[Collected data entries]
BEGIN

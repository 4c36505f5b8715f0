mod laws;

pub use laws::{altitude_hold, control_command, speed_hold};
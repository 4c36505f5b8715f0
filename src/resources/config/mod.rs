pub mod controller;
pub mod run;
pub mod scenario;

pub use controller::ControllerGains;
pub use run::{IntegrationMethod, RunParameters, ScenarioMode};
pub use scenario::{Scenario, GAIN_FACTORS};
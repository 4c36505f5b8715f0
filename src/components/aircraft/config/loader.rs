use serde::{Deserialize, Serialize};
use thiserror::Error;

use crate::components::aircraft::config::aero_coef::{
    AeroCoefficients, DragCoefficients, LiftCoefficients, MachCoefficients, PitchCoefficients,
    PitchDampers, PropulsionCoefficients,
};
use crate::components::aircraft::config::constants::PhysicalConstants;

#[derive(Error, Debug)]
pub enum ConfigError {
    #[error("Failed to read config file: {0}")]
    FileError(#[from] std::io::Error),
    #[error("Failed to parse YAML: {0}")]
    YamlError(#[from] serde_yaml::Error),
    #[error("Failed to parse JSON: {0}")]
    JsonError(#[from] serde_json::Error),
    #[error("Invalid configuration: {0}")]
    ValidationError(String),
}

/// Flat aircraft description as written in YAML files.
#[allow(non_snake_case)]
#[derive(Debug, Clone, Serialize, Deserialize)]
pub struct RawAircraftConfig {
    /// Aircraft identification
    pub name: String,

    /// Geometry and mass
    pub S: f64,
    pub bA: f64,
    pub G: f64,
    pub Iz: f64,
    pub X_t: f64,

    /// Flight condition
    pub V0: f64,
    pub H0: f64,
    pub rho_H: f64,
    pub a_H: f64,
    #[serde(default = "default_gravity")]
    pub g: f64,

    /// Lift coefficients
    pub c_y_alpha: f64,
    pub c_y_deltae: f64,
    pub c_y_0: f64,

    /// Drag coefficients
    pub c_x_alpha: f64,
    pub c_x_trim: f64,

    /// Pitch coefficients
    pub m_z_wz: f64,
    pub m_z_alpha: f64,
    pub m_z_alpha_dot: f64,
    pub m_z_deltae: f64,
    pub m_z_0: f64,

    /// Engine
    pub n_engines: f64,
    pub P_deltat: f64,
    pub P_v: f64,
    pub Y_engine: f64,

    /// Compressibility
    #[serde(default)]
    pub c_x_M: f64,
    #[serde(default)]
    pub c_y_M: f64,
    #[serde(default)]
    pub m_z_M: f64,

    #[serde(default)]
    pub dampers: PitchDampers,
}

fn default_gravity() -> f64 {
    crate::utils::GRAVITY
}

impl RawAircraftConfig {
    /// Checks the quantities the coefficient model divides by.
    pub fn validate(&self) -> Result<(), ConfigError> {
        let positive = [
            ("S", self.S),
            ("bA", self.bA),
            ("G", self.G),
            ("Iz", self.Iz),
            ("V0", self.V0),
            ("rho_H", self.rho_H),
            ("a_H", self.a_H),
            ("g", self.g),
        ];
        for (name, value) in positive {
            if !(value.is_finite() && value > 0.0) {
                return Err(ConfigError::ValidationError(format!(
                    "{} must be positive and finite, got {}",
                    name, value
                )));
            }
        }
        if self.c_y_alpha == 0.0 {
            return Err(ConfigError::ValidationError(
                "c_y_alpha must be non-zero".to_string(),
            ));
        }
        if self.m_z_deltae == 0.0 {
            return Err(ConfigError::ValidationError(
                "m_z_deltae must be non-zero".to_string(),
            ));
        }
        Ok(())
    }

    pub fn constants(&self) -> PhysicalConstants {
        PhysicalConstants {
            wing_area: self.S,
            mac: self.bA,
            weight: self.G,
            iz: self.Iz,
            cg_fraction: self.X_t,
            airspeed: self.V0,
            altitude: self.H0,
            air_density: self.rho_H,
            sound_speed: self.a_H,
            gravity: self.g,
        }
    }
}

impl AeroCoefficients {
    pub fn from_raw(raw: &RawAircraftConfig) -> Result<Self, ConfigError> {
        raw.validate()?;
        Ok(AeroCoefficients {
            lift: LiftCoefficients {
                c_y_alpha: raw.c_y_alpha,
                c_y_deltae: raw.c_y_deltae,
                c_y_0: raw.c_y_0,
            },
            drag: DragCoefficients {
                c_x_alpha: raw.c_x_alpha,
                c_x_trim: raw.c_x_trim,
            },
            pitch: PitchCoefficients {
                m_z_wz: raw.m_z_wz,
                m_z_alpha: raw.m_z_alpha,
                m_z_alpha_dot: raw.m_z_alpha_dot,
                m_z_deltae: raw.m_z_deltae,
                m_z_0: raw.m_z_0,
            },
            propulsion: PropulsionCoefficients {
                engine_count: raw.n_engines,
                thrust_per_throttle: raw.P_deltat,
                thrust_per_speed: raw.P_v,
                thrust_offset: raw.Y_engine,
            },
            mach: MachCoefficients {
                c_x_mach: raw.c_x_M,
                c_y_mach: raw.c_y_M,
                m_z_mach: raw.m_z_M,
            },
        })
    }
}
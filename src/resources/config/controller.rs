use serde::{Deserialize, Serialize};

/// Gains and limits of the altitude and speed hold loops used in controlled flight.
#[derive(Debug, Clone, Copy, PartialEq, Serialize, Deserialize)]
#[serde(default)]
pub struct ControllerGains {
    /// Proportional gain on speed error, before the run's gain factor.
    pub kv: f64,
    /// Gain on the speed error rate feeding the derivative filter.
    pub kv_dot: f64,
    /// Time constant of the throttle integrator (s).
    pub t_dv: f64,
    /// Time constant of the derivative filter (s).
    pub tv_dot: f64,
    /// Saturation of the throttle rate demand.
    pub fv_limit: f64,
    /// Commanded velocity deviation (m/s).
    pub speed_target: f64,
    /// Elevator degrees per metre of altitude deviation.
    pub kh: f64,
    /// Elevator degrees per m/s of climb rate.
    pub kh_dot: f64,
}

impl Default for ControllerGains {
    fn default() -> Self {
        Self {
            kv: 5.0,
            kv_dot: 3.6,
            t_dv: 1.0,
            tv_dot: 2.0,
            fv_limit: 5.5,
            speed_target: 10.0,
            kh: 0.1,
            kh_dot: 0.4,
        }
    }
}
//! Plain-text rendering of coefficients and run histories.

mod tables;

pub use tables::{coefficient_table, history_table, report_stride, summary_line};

END

• **Task requirements**:
Every line above should be retyped exactly as given.

• **Exercise solution**:
repository 4c36505f5b8715f0
mod laws;

pub use laws::{altitude_hold, control_command, speed_hold};
repository 4c36505f5b8715f0
filename src/resources/config/mod.rs
pub mod controller;
pub mod run;
pub mod scenario;

pub use controller::ControllerGains;
pub use run::{IntegrationMethod, RunParameters, ScenarioMode};
pub use scenario::{Scenario, GAIN_FACTORS};
repository 4c36505f5b8715f0
filename src/components/aircraft/config/loader.rs
use serde::{Deserialize, Serialize};
use thiserror::Error;

use crate::components::aircraft::config::aero_coef::{
    AeroCoefficients, DragCoefficients, LiftCoefficients, MachCoefficients, PitchCoefficients,
    PitchDampers, PropulsionCoefficients,
};
use crate::components::aircraft::config::constants::PhysicalConstants;

#[derive(Error, Debug)]
pub enum ConfigError {
    #[error("Failed to read config file: {0}")]
    FileError(#[from] std::io::Error),
    #[error("Failed to parse YAML: {0}")]
    YamlError(#[from] serde_yaml::Error),
    #[error("Failed to parse JSON: {0}")]
    JsonError(#[from] serde_json::Error),
    #[error("Invalid configuration: {0}")]
    ValidationError(String),
}

/// Flat aircraft description as written in YAML files.
#[allow(non_snake_case)]
#[derive(Debug, Clone, Serialize, Deserialize)]
pub struct RawAircraftConfig {
    /// Aircraft identification
    pub name: String,

    /// Geometry and mass
    pub S: f64,
    pub bA: f64,
    pub G: f64,
    pub Iz: f64,
    pub X_t: f64,

    /// Flight condition
    pub V0: f64,
    pub H0: f64,
    pub rho_H: f64,
    pub a_H: f64,
    #[serde(default = "default_gravity")]
    pub g: f64,

    /// Lift coefficients
    pub c_y_alpha: f64,
    pub c_y_deltae: f64,
    pub c_y_0: f64,

    /// Drag coefficients
    pub c_x_alpha: f64,
    pub c_x_trim: f64,

    /// Pitch coefficients
    pub m_z_wz: f64,
    pub m_z_alpha: f64,
    pub m_z_alpha_dot: f64,
    pub m_z_deltae: f64,
    pub m_z_0: f64,

    /// Engine
    pub n_engines: f64,
    pub P_deltat: f64,
    pub P_v: f64,
    pub Y_engine: f64,

    /// Compressibility
    #[serde(default)]
    pub c_x_M: f64,
    #[serde(default)]
    pub c_y_M: f64,
    #[serde(default)]
    pub m_z_M: f64,

    #[serde(default)]
    pub dampers: PitchDampers,
}

fn default_gravity() -> f64 {
    crate::utils::GRAVITY
}

impl RawAircraftConfig {
    /// Checks the quantities the coefficient model divides by.
    pub fn validate(&self) -> Result<(), ConfigError> {
        let positive = [
            ("S", self.S),
            ("bA", self.bA),
            ("G", self.G),
            ("Iz", self.Iz),
            ("V0", self.V0),
            ("rho_H", self.rho_H),
            ("a_H", self.a_H),
            ("g", self.g),
        ];
        for (name, value) in positive {
            if !(value.is_finite() && value > 0.0) {
                return Err(ConfigError::ValidationError(format!(
                    "{} must be positive and finite, got {}",
                    name, value
                )));
            }
        }
        if self.c_y_alpha == 0.0 {
            return Err(ConfigError::ValidationError(
                "c_y_alpha must be non-zero".to_string(),
            ));
        }
        if self.m_z_deltae == 0.0 {
            return Err(ConfigError::ValidationError(
                "m_z_deltae must be non-zero".to_string(),
            ));
        }
        Ok(())
    }

    pub fn constants(&self) -> PhysicalConstants {
        PhysicalConstants {
            wing_area: self.S,
            mac: self.bA,
            weight: self.G,
            iz: self.Iz,
            cg_fraction: self.X_t,
            airspeed: self.V0,
            altitude: self.H0,
            air_density: self.rho_H,
            sound_speed: self.a_H,
            gravity: self.g,
        }
    }
}

impl AeroCoefficients {
    pub fn from_raw(raw: &RawAircraftConfig) -> Result<Self, ConfigError> {
        raw.validate()?;
        Ok(AeroCoefficients {
            lift: LiftCoefficients {
                c_y_alpha: raw.c_y_alpha,
                c_y_deltae: raw.c_y_deltae,
                c_y_0: raw.c_y_0,
            },
            drag: DragCoefficients {
                c_x_alpha: raw.c_x_alpha,
                c_x_trim: raw.c_x_trim,
            },
            pitch: PitchCoefficients {
                m_z_wz: raw.m_z_wz,
                m_z_alpha: raw.m_z_alpha,
                m_z_alpha_dot: raw.m_z_alpha_dot,
                m_z_deltae: raw.m_z_deltae,
                m_z_0: raw.m_z_0,
            },
            propulsion: PropulsionCoefficients {
                engine_count: raw.n_engines,
                thrust_per_throttle: raw.P_deltat,
                thrust_per_speed: raw.P_v,
                thrust_offset: raw.Y_engine,
            },
            mach: MachCoefficients {
                c_x_mach: raw.c_x_M,
                c_y_mach: raw.c_y_M,
                m_z_mach: raw.m_z_M,
            },
        })
    }
}
filename src/resources/config/controller.rs
use serde::{Deserialize, Serialize};

/// Gains and limits of the altitude and speed hold loops used in controlled flight.
#[derive(Debug, Clone, Copy, PartialEq, Serialize, Deserialize)]
#[serde(default)]
pub struct ControllerGains {
    /// Proportional gain on speed error, before the run's gain factor.
    pub kv: f64,
    /// Gain on the speed error rate feeding the derivative filter.
    pub kv_dot: f64,
    /// Time constant of the throttle integrator (s).
    pub t_dv: f64,
    /// Time constant of the derivative filter (s).
    pub tv_dot: f64,
    /// Saturation of the throttle rate demand.
    pub fv_limit: f64,
    /// Commanded velocity deviation (m/s).
    pub speed_target: f64,
    /// Elevator degrees per metre of altitude deviation.
    pub kh: f64,
    /// Elevator degrees per m/s of climb rate.
    pub kh_dot: f64,
}

impl Default for ControllerGains {
    fn default() -> Self {
        Self {
            kv: 5.0,
            kv_dot: 3.6,
            t_dv: 1.0,
            tv_dot: 2.0,
            fv_limit: 5.5,
            speed_target: 10.0,
            kh: 0.1,
            kh_dot: 0.4,
        }
    }
}
//! Plain-text rendering of coefficients and run histories.

mod tables;

pub use tables::{coefficient_table, history_table, report_stride, summary_line};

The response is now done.